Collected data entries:
---
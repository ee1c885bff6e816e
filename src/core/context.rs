//! Per-invocation repository context.
//!
//! [`RepoContext`] is built once at the start of a command by querying the
//! [`Vcs`] and then handed to every workflow step, so no step re-reads branch
//! state halfway through an operation.

use crate::core::{
    error::{LgError, Result},
    git::Vcs,
};
use std::path::PathBuf;

/// Name of the branch mirroring the p4 depot
pub const BASELINE_BRANCH: &str = "baseline";
/// Baseline name used by repositories created under the older convention
pub const LEGACY_BASELINE_BRANCH: &str = "p4";

#[derive(Debug, Clone, PartialEq, Eq)]
pub struct RepoContext {
    /// Canonical working-tree root
    pub root: PathBuf,
    /// Baseline branch name in use by this repository
    pub baseline: String,
    /// Checked-out branch, `None` when detached
    pub current: Option<String>,
}

impl RepoContext {
    pub fn load(vcs: &dyn Vcs) -> Result<Self> {
        let root = vcs.workdir().canonicalize()?;
        let branches = vcs.local_branches()?;
        let baseline = detect_baseline(&branches).ok_or_else(|| LgError::NotAnLgRepository {
            baseline: BASELINE_BRANCH.to_string(),
            legacy: LEGACY_BASELINE_BRANCH.to_string(),
        })?;
        let current = vcs.current_branch()?;

        log::debug!(
            "context: root={} baseline={} current={:?}",
            root.display(),
            baseline,
            current
        );

        Ok(RepoContext {
            root,
            baseline: baseline.to_string(),
            current,
        })
    }

    pub fn is_on_baseline(&self) -> bool {
        self.current.as_deref() == Some(self.baseline.as_str())
    }

    /// The current topic branch, or the reason there is none
    pub fn require_topic(&self) -> Result<&str> {
        match self.current.as_deref() {
            None => Err(LgError::DetachedHead),
            Some(branch) if branch == self.baseline => Err(LgError::OnBaselineBranch {
                baseline: self.baseline.clone(),
            }),
            Some(branch) => Ok(branch),
        }
    }

    pub fn require_baseline(&self) -> Result<()> {
        if self.is_on_baseline() {
            return Ok(());
        }
        Err(LgError::NotOnBaselineBranch {
            baseline: self.baseline.clone(),
            current: self
                .current
                .clone()
                .unwrap_or_else(|| "detached HEAD".to_string()),
        })
    }
}

/// Pick the baseline branch, preferring the current name over the legacy one
pub fn detect_baseline(branches: &[String]) -> Option<&'static str> {
    [BASELINE_BRANCH, LEGACY_BASELINE_BRANCH]
        .into_iter()
        .find(|name| branches.iter().any(|branch| branch == name))
}

/// Reject topic names that would be mistaken for a baseline
pub fn validate_topic_name(name: &str) -> Result<()> {
    if name == BASELINE_BRANCH || name == LEGACY_BASELINE_BRANCH {
        return Err(LgError::ReservedBranchName {
            name: name.to_string(),
        });
    }
    Ok(())
}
---
• **AIM OF THE TASK**: Wherever the word "PathBuf" turns up in the records, copy out the line it is on.

• **EXERCISE RESPONSE**:
use std::path::PathBuf;
    pub root: PathBuf,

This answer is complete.